* [Data extract]:
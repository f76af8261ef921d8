//! Priority Order Queue - tiered FIFO queue
//!
//! Five tiers served in strict priority order, FIFO within a tier. There is no
//! aging, so a busy CRITICAL tier can starve SCHEDULED work indefinitely.
//! Each tier is bounded; a full tier evicts its oldest entry.

use serde::Serialize;
use std::collections::VecDeque;
use std::time::{Duration, Instant};
use tokio::sync::{Mutex, Notify};
use tracing::{debug, warn};
use uuid::Uuid;

use super::types::OrderPriority;
use crate::domain::Order;

/// Order snapshot waiting in a tier
#[derive(Debug, Clone)]
pub struct QueuedOrder {
    pub order: Order,
    pub priority: OrderPriority,
    pub enqueued_at: Instant,
}

impl QueuedOrder {
    pub fn order_id(&self) -> Uuid {
        self.order.order_id
    }

    pub fn waited(&self) -> Duration {
        self.enqueued_at.elapsed()
    }
}

/// Tiered order queue (not synchronised; see [`SharedOrderQueue`])
pub struct PriorityOrderQueue {
    tiers: [VecDeque<QueuedOrder>; OrderPriority::COUNT],
    tier_capacity: usize,
    enqueued_count: u64,
    dequeued_count: u64,
    dropped_count: u64,
    total_wait: Duration,
    max_wait: Duration,
}

impl PriorityOrderQueue {
    pub fn new(tier_capacity: usize) -> Self {
        Self {
            tiers: Default::default(),
            tier_capacity: tier_capacity.max(1),
            enqueued_count: 0,
            dequeued_count: 0,
            dropped_count: 0,
            total_wait: Duration::ZERO,
            max_wait: Duration::ZERO,
        }
    }

    /// Append to the tail of the order's tier.
    ///
    /// Returns the entry evicted to make room when the tier was full.
    pub fn put(&mut self, order: Order, priority: OrderPriority) -> Option<QueuedOrder> {
        let tier = &mut self.tiers[priority.index()];
        let evicted = if tier.len() >= self.tier_capacity {
            tier.pop_front()
        } else {
            None
        };

        if let Some(dropped) = &evicted {
            self.dropped_count += 1;
            warn!(
                order_id = %dropped.order_id(),
                symbol = %dropped.order.symbol,
                priority = %priority,
                "Tier full, dropped oldest queued order"
            );
        }

        debug!(
            order_id = %order.order_id,
            symbol = %order.symbol,
            priority = %priority,
            "Enqueuing order"
        );

        tier.push_back(QueuedOrder {
            order,
            priority,
            enqueued_at: Instant::now(),
        });
        self.enqueued_count += 1;

        evicted
    }

    /// Pop the head of the highest non-empty tier.
    pub fn get(&mut self) -> Option<QueuedOrder> {
        let item = self.tiers.iter_mut().find_map(|tier| tier.pop_front())?;

        let waited = item.waited();
        self.dequeued_count += 1;
        self.total_wait += waited;
        self.max_wait = self.max_wait.max(waited);

        Some(item)
    }

    /// Head of the highest non-empty tier, without removing it
    pub fn peek(&self) -> Option<&QueuedOrder> {
        self.tiers.iter().find_map(|tier| tier.front())
    }

    /// Remove a queued order wherever it sits.
    pub fn remove(&mut self, order_id: Uuid) -> Option<QueuedOrder> {
        self.tiers.iter_mut().find_map(|tier| {
            let pos = tier.iter().position(|item| item.order_id() == order_id)?;
            tier.remove(pos)
        })
    }

    pub fn contains(&self, order_id: Uuid) -> bool {
        self.tiers
            .iter()
            .any(|tier| tier.iter().any(|item| item.order_id() == order_id))
    }

    pub fn len(&self) -> usize {
        self.tiers.iter().map(VecDeque::len).sum()
    }

    pub fn is_empty(&self) -> bool {
        self.tiers.iter().all(VecDeque::is_empty)
    }

    pub fn stats(&self) -> QueueStats {
        let avg_wait_ms = if self.dequeued_count == 0 {
            0.0
        } else {
            self.total_wait.as_secs_f64() * 1000.0 / self.dequeued_count as f64
        };

        let mut tier_sizes = [0usize; OrderPriority::COUNT];
        for (size, tier) in tier_sizes.iter_mut().zip(self.tiers.iter()) {
            *size = tier.len();
        }

        QueueStats {
            current_size: self.len(),
            tier_capacity: self.tier_capacity,
            enqueued_total: self.enqueued_count,
            dequeued_total: self.dequeued_count,
            dropped_total: self.dropped_count,
            avg_wait_ms,
            max_wait_ms: self.max_wait.as_secs_f64() * 1000.0,
            tier_sizes,
        }
    }
}

/// Queue statistics
#[derive(Debug, Clone, Default, Serialize)]
pub struct QueueStats {
    pub current_size: usize,
    pub tier_capacity: usize,
    pub enqueued_total: u64,
    pub dequeued_total: u64,
    pub dropped_total: u64,
    pub avg_wait_ms: f64,
    pub max_wait_ms: f64,
    /// Sizes indexed by `OrderPriority::index()`
    pub tier_sizes: [usize; OrderPriority::COUNT],
}

impl QueueStats {
    pub fn tier_size(&self, priority: OrderPriority) -> usize {
        self.tier_sizes[priority.index()]
    }
}

impl std::fmt::Display for QueueStats {
    fn fmt(&self, f: &mut std::fmt::Formatter<'_>) -> std::fmt::Result {
        write!(
            f,
            "Queue[{}, enq={}, deq={}, drop={}, wait avg={:.1}ms max={:.1}ms, C={}/H={}/M={}/L={}/S={}]",
            self.current_size,
            self.enqueued_total,
            self.dequeued_total,
            self.dropped_total,
            self.avg_wait_ms,
            self.max_wait_ms,
            self.tier_sizes[0],
            self.tier_sizes[1],
            self.tier_sizes[2],
            self.tier_sizes[3],
            self.tier_sizes[4]
        )
    }
}

/// Mutex-guarded queue with a wakeup for the worker
///
/// `put` and `get` take the same lock, so a tier scan never races a concurrent put.
pub struct SharedOrderQueue {
    inner: Mutex<PriorityOrderQueue>,
    notify: Notify,
}

impl SharedOrderQueue {
    pub fn new(tier_capacity: usize) -> Self {
        Self {
            inner: Mutex::new(PriorityOrderQueue::new(tier_capacity)),
            notify: Notify::new(),
        }
    }

    pub async fn put(&self, order: Order, priority: OrderPriority) -> Option<QueuedOrder> {
        let evicted = self.inner.lock().await.put(order, priority);
        self.notify.notify_one();
        evicted
    }

    pub async fn get(&self) -> Option<QueuedOrder> {
        self.inner.lock().await.get()
    }

    /// Wait up to `timeout` for the next order.
    pub async fn pop_timeout(&self, timeout: Duration) -> Option<QueuedOrder> {
        let deadline = tokio::time::Instant::now() + timeout;
        loop {
            if let Some(item) = self.get().await {
                return Some(item);
            }
            // notify_one stores a permit when nobody waits, so a put between
            // the check above and this await is not lost.
            if tokio::time::timeout_at(deadline, self.notify.notified())
                .await
                .is_err()
            {
                return None;
            }
        }
    }

    pub async fn remove(&self, order_id: Uuid) -> Option<QueuedOrder> {
        self.inner.lock().await.remove(order_id)
    }

    pub async fn contains(&self, order_id: Uuid) -> bool {
        self.inner.lock().await.contains(order_id)
    }

    pub async fn len(&self) -> usize {
        self.inner.lock().await.len()
    }

    pub async fn is_empty(&self) -> bool {
        self.inner.lock().await.is_empty()
    }

    pub async fn stats(&self) -> QueueStats {
        self.inner.lock().await.stats()
    }
}
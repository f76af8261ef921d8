use chrono::{DateTime, Utc};
use rust_decimal::Decimal;
use serde::{Deserialize, Serialize};

use crate::error::{Result, WarMachineError};

/// Point-in-time read of price and volume data for one symbol
#[derive(Debug, Clone, Serialize, Deserialize)]
pub struct MarketSnapshot {
    pub symbol: String,
    pub current_price: Decimal,
    /// Ordered volume weights (should sum to roughly 1)
    #[serde(default)]
    pub volume_distribution: Option<Vec<Decimal>>,
    /// Fraction of market volume an order may take per slice
    #[serde(default)]
    pub market_participation: Option<Decimal>,
    pub timestamp: DateTime<Utc>,
}

impl MarketSnapshot {
    pub fn new(symbol: impl Into<String>, current_price: Decimal) -> Self {
        Self {
            symbol: symbol.into(),
            current_price,
            volume_distribution: None,
            market_participation: None,
            timestamp: Utc::now(),
        }
    }

    pub fn with_volume_distribution(mut self, weights: Vec<Decimal>) -> Self {
        self.volume_distribution = Some(weights);
        self
    }

    pub fn with_participation(mut self, participation: Decimal) -> Self {
        self.market_participation = Some(participation);
        self
    }

    /// Sanity check before a strategy trades against this snapshot.
    pub fn validate(&self) -> Result<()> {
        if self.current_price <= Decimal::ZERO {
            return Err(WarMachineError::InvalidMarketData(format!(
                "{}: current price must be positive, got {}",
                self.symbol, self.current_price
            )));
        }
        if let Some(weights) = &self.volume_distribution {
            if weights.iter().any(|w| *w < Decimal::ZERO) {
                return Err(WarMachineError::InvalidMarketData(format!(
                    "{}: volume distribution has a negative weight",
                    self.symbol
                )));
            }
        }
        Ok(())
    }

    /// Age of the snapshot in milliseconds
    pub fn age_ms(&self) -> i64 {
        (Utc::now() - self.timestamp).num_milliseconds().max(0)
    }
}

#[cfg(test)]
mod tests {
    use super::*;
    use rust_decimal_macros::dec;

    #[test]
    fn test_non_positive_price_is_invalid() {
        assert!(MarketSnapshot::new("AAPL", dec!(150)).validate().is_ok());
        assert!(matches!(
            MarketSnapshot::new("AAPL", dec!(0)).validate(),
            Err(WarMachineError::InvalidMarketData(_))
        ));
    }

    #[test]
    fn test_negative_weight_is_invalid() {
        let snapshot = MarketSnapshot::new("AAPL", dec!(150))
            .with_volume_distribution(vec![dec!(0.5), dec!(-0.1), dec!(0.6)]);
        assert!(snapshot.validate().is_err());
    }
}
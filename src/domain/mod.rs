pub mod market;
pub mod order;
pub mod position;

pub use market::*;
pub use order::*;
pub use position::*;
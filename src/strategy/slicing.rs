//! Slice planning for the sliced execution strategies
//!
//! Every plan sums to at most the quantity it was given. Iceberg and
//! participate clips are rounded down to the working scale and floored at the
//! minimum slice; TWAP and VWAP split at full decimal precision.

use rust_decimal::{Decimal, RoundingStrategy};

/// Decimal places used for slice sizes
pub fn working_scale(quantity: Decimal, min_slice: Decimal) -> u32 {
    quantity.scale().max(min_slice.scale())
}

fn round_down(value: Decimal, scale: u32) -> Decimal {
    value.round_dp_with_strategy(scale, RoundingStrategy::ToZero)
}

/// Exactly `slices` equal slices of `quantity / slices`.
///
/// Division is at full decimal precision; the last slice takes whatever the
/// division leaves over so the plan sums to `quantity` exactly.
pub fn twap_plan(quantity: Decimal, slices: usize) -> Vec<Decimal> {
    if quantity <= Decimal::ZERO || slices == 0 {
        return Vec::new();
    }

    let n = Decimal::from(slices);
    let base = quantity / n;
    let mut plan = vec![base; slices - 1];
    plan.push(quantity - base * Decimal::from(slices - 1));
    plan
}

/// Slices proportional to volume weights, stopping once quantity is exhausted.
pub fn vwap_plan(quantity: Decimal, weights: &[Decimal]) -> Vec<Decimal> {
    let mut remaining = quantity;
    let mut plan = Vec::with_capacity(weights.len());
    for weight in weights {
        if remaining <= Decimal::ZERO {
            break;
        }
        let slice = (quantity * *weight).min(remaining);
        if slice > Decimal::ZERO {
            plan.push(slice);
            remaining -= slice;
        }
    }
    plan
}

/// Fixed visible clip of `quantity * visible_fraction`, repeated until done.
pub fn iceberg_plan(
    quantity: Decimal,
    visible_fraction: Decimal,
    min_slice: Decimal,
    max_slices: usize,
) -> Vec<Decimal> {
    let scale = working_scale(quantity, min_slice);
    let visible = round_down(quantity * visible_fraction, scale).max(min_slice);
    repeat_until_done(quantity, max_slices, |_| visible)
}

/// Each slice takes `participation` of what is still open.
pub fn participate_plan(
    quantity: Decimal,
    participation: Decimal,
    min_slice: Decimal,
    max_slices: usize,
) -> Vec<Decimal> {
    let scale = working_scale(quantity, min_slice);
    repeat_until_done(quantity, max_slices, |remaining| {
        round_down(remaining * participation, scale).max(min_slice)
    })
}

fn repeat_until_done(
    quantity: Decimal,
    max_slices: usize,
    next_size: impl Fn(Decimal) -> Decimal,
) -> Vec<Decimal> {
    let mut remaining = quantity;
    let mut plan = Vec::new();
    while remaining > Decimal::ZERO && plan.len() < max_slices {
        let slice = next_size(remaining).min(remaining);
        if slice <= Decimal::ZERO {
            // min_slice of zero with a rounding-to-zero clip
            plan.push(remaining);
            break;
        }
        plan.push(slice);
        remaining -= slice;
    }
    plan
}
use chrono::{DateTime, Utc};
use rust_decimal::Decimal;
use serde::{Deserialize, Serialize};

use crate::error::OrderError;

/// Per-symbol long position
///
/// Quantity never goes below zero: short selling is not supported, so a sell
/// larger than the holding fails and leaves the position untouched.
#[derive(Debug, Clone, Serialize, Deserialize)]
pub struct Position {
    pub symbol: String,
    pub quantity: Decimal,
    /// Volume-weighted average entry price
    pub average_price: Decimal,
    pub realized_pnl: Decimal,
    pub unrealized_pnl: Decimal,
    /// Last mark used for unrealized P&L
    pub last_price: Option<Decimal>,
    pub updated_at: DateTime<Utc>,
}

impl Position {
    pub fn new(symbol: impl Into<String>) -> Self {
        Self {
            symbol: symbol.into(),
            quantity: Decimal::ZERO,
            average_price: Decimal::ZERO,
            realized_pnl: Decimal::ZERO,
            unrealized_pnl: Decimal::ZERO,
            last_price: None,
            updated_at: Utc::now(),
        }
    }

    pub fn is_flat(&self) -> bool {
        self.quantity.is_zero()
    }

    /// Blend a buy into the average entry price.
    pub fn apply_buy(&mut self, quantity: Decimal, price: Decimal) {
        let total = self.quantity + quantity;
        if !total.is_zero() {
            self.average_price = (self.quantity * self.average_price + quantity * price) / total;
        }
        self.quantity = total;
        self.refresh_unrealized();
        self.updated_at = Utc::now();
    }

    /// Reduce the holding and return the realized P&L of this sell.
    pub fn apply_sell(&mut self, quantity: Decimal, price: Decimal) -> Result<Decimal, OrderError> {
        if quantity > self.quantity {
            return Err(OrderError::InsufficientPosition {
                symbol: self.symbol.clone(),
                requested: quantity,
                held: self.quantity,
            });
        }
        let realized = (price - self.average_price) * quantity;
        self.realized_pnl += realized;
        self.quantity -= quantity;
        if self.quantity.is_zero() {
            self.average_price = Decimal::ZERO;
        }
        self.refresh_unrealized();
        self.updated_at = Utc::now();
        Ok(realized)
    }

    /// Mark the position to `price`.
    pub fn mark(&mut self, price: Decimal) {
        self.last_price = Some(price);
        self.refresh_unrealized();
        self.updated_at = Utc::now();
    }

    /// Current value at the last mark (entry price when never marked)
    pub fn notional_value(&self) -> Decimal {
        self.quantity * self.last_price.unwrap_or(self.average_price)
    }

    fn refresh_unrealized(&mut self) {
        self.unrealized_pnl = match self.last_price {
            Some(mark) => (mark - self.average_price) * self.quantity,
            None => Decimal::ZERO,
        };
    }
}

* [What you need to do]: List every line above that holds the word "Each".

* [Result below]:
//! Each tier is bounded; a full tier evicts its oldest entry.
/// Each slice takes `participation` of what is still open.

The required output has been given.